Haksız fiillerden doğan zararların tazminine müteallik davaların müruruzaman müddeti Borçlar Kanunu'nun 60. maddesinde tayin ve beyan olunmuştur. Bu memurun bu nevi muameleler ile gerek diğer şahıslara ve gerek devlete verdiği zararların tazminine ait davalar dahi müruruzaman bakımından sözü geçen kanun maddesi hüküm ve şümulüne girer. Nasıl ki bu haksız fiillerin bir ceza tahdidi ile men edilmiş olanları için Ceza Kanunu daha uzun bir müruruzaman müddeti koymuş ise bu nevi fiillerden doğan zarar ve ziyan davalarının o ceza müruruzamanına tabi olacağı bu maddede açıkça bildirilmiş olup bu noktada devletle memur arasındaki davaların fertler arasındaki davalardan farksız olarak bu madde hükmü dairesinde müruruzamana tabi olacağına ihtilaf olunmaktadır.
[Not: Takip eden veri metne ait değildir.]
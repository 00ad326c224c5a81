//! Observable state of a running sweep.
//!
//! Many producers (the sweep worker, digest workers, depot readers) feed one
//! consumer (a UI polling loop). Pushing never blocks and draining an empty
//! queue returns immediately.

use crate::depot::DepotFileRecord;
use crossbeam_channel::{Receiver, Sender};
use std::sync::atomic::{AtomicU64, Ordering};
use std::sync::{Arc, Mutex, MutexGuard};

// =============================================================================
// Outcome records
// =============================================================================

#[derive(Debug, Clone, PartialEq, Eq)]
pub enum DeletionStatus {
    Deleted,
    /// Destructive updates were disabled.
    Skipped,
    Failed(String),
}

#[derive(Debug, Clone, PartialEq, Eq)]
pub struct DeletionRecord {
    pub path: String,
    pub status: DeletionStatus,
}

#[derive(Debug, Clone, PartialEq, Eq)]
pub enum SyncStatus {
    Synced,
    /// Destructive updates were disabled.
    Skipped,
    Failed(String),
}

/// A mismatched file and what happened when it was re-fetched.
#[derive(Debug, Clone, PartialEq, Eq)]
pub struct SyncRecord {
    pub path: String,
    pub depot_digest: String,
    /// Empty when the file was missing locally or hashing was skipped.
    pub local_digest: String,
    pub status: SyncStatus,
}

// =============================================================================
// Queues and counters
// =============================================================================

/// Unbounded multi-producer queue with a non-blocking drain.
#[derive(Debug)]
pub struct ProgressQueue<T> {
    tx: Sender<T>,
    rx: Receiver<T>,
}

impl<T> Default for ProgressQueue<T> {
    fn default() -> Self {
        let (tx, rx) = crossbeam_channel::unbounded();
        Self { tx, rx }
    }
}

impl<T> ProgressQueue<T> {
    pub fn push(&self, item: T) {
        // Both ends live in `self`, so the channel cannot be disconnected.
        let _ = self.tx.send(item);
    }

    /// Everything queued so far.
    pub fn drain(&self) -> Vec<T> {
        self.rx.try_iter().collect()
    }

    pub fn len(&self) -> usize {
        self.rx.len()
    }

    pub fn is_empty(&self) -> bool {
        self.rx.is_empty()
    }
}

/// Digest counters, advanced from worker threads.
#[derive(Debug, Default)]
pub struct DigestCounters {
    total: AtomicU64,
    completed: AtomicU64,
    bytes_hashed: AtomicU64,
}

impl DigestCounters {
    pub fn new() -> Self {
        Self::default()
    }

    pub fn add_total(&self, n: u64) {
        self.total.fetch_add(n, Ordering::Relaxed);
    }

    pub fn complete_one(&self) {
        self.completed.fetch_add(1, Ordering::Relaxed);
    }

    pub fn add_bytes(&self, n: u64) {
        self.bytes_hashed.fetch_add(n, Ordering::Relaxed);
    }

    pub fn total(&self) -> u64 {
        self.total.load(Ordering::Relaxed)
    }

    pub fn completed(&self) -> u64 {
        self.completed.load(Ordering::Relaxed)
    }

    pub fn bytes_hashed(&self) -> u64 {
        self.bytes_hashed.load(Ordering::Relaxed)
    }
}

// =============================================================================
// SweepProgress
// =============================================================================

#[derive(Debug, Default)]
pub struct SweepProgress {
    opened: ProgressQueue<String>,
    have: ProgressQueue<DepotFileRecord>,
    deleted: ProgressQueue<DeletionRecord>,
    synced: ProgressQueue<SyncRecord>,
    errors: ProgressQueue<String>,
    status: Mutex<String>,
    digests: Arc<DigestCounters>,
}

impl SweepProgress {
    pub fn new() -> Self {
        Self::default()
    }

    pub fn push_opened(&self, path: String) {
        self.opened.push(path);
    }

    pub fn push_have(&self, record: DepotFileRecord) {
        self.have.push(record);
    }

    pub fn push_deleted(&self, record: DeletionRecord) {
        self.deleted.push(record);
    }

    pub fn push_synced(&self, record: SyncRecord) {
        self.synced.push(record);
    }

    pub fn push_error(&self, message: impl Into<String>) {
        self.errors.push(message.into());
    }

    pub fn drain_opened(&self) -> Vec<String> {
        self.opened.drain()
    }

    pub fn drain_have(&self) -> Vec<DepotFileRecord> {
        self.have.drain()
    }

    pub fn drain_deleted(&self) -> Vec<DeletionRecord> {
        self.deleted.drain()
    }

    pub fn drain_synced(&self) -> Vec<SyncRecord> {
        self.synced.drain()
    }

    /// Meant to be drained once the worker has finished.
    pub fn drain_errors(&self) -> Vec<String> {
        self.errors.drain()
    }

    pub fn has_errors(&self) -> bool {
        !self.errors.is_empty()
    }

    pub fn set_status(&self, status: impl Into<String>) {
        *self.status_lock() = status.into();
    }

    pub fn status(&self) -> String {
        self.status_lock().clone()
    }

    pub fn digests(&self) -> &Arc<DigestCounters> {
        &self.digests
    }

    fn status_lock(&self) -> MutexGuard<'_, String> {
        // A writer that panicked mid-assignment still leaves a valid String.
        self.status.lock().unwrap_or_else(|e| e.into_inner())
    }
}

#[cfg(test)]
mod tests {
    use super::*;
    use std::thread;

    #[test]
    fn test_drain_returns_items_in_push_order() {
        let progress = SweepProgress::new();
        progress.push_opened("a".to_string());
        progress.push_opened("b".to_string());
        assert_eq!(progress.drain_opened(), vec!["a", "b"]);
        assert!(progress.drain_opened().is_empty());
    }

    #[test]
    fn test_many_producers_one_consumer() {
        let progress = Arc::new(SweepProgress::new());
        let handles: Vec<_> = (0..8)
            .map(|t| {
                let progress = progress.clone();
                thread::spawn(move || {
                    for i in 0..100 {
                        progress.push_deleted(DeletionRecord {
                            path: format!("{t}/{i}"),
                            status: DeletionStatus::Skipped,
                        });
                        progress.digests().complete_one();
                    }
                })
            })
            .collect();
        for handle in handles {
            handle.join().unwrap();
        }

        assert_eq!(progress.drain_deleted().len(), 800);
        assert_eq!(progress.digests().completed(), 800);
    }

    #[test]
    fn test_status_and_errors() {
        let progress = SweepProgress::new();
        assert_eq!(progress.status(), "");
        progress.set_status("Hashing files...");
        assert_eq!(progress.status(), "Hashing files...");

        assert!(!progress.has_errors());
        progress.push_error("boom");
        assert!(progress.has_errors());
        assert_eq!(progress.drain_errors(), vec!["boom"]);
    }

    #[test]
    fn test_digest_counters() {
        let counters = DigestCounters::new();
        counters.add_total(3);
        counters.complete_one();
        counters.add_bytes(1024);
        counters.add_bytes(1);
        assert_eq!(counters.total(), 3);
        assert_eq!(counters.completed(), 1);
        assert_eq!(counters.bytes_hashed(), 1025);
    }
}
Devlet ile memur arasındaki münasebetleri amme hukuku ve bu hukuk cümlesinden olarak kabul ve tedvin olunan kanunlar tanzim ve idare eder. Bu münasebetler hususi hukuk alanında hususi akit ve mukaveleler icabına kıyas olunamaz ve onlara uydurulamaz.

Borçlar Kanunu'nun 125 ve 126. maddelerinde yazılı olan müruruzaman müddetleri hususi hukuk alanına giren akitlere mahsus ve münhasırdır. Devletle memur arasındaki münasebeti düzenleyen kanunlarda memurların haksız fiilleri ile sebep oldukları zarar ve ziyan davaları için ayrı bir müruruzaman müddeti kabul edilmiş olmadıkça bu kabil davaların müruruzamanında Borçlar Kanunu'nun 60. maddesinin umumi hükümlerinin tatbiki icap eder.

Sonuç: Yukarıda beyan ve tafsil olunan mucip sebeplere göre memurların cezayı müstelzim olsun olmasın mutlak surette haksız fiilleri ile devlete karşı sebep oldukları zararlara ait davaların müruruzamanında Borçlar Kanunu'nun 60. maddesin hükmünün tatbiki lüzumuna 16/6/943 tarihinde ekseriyetle karar verildi.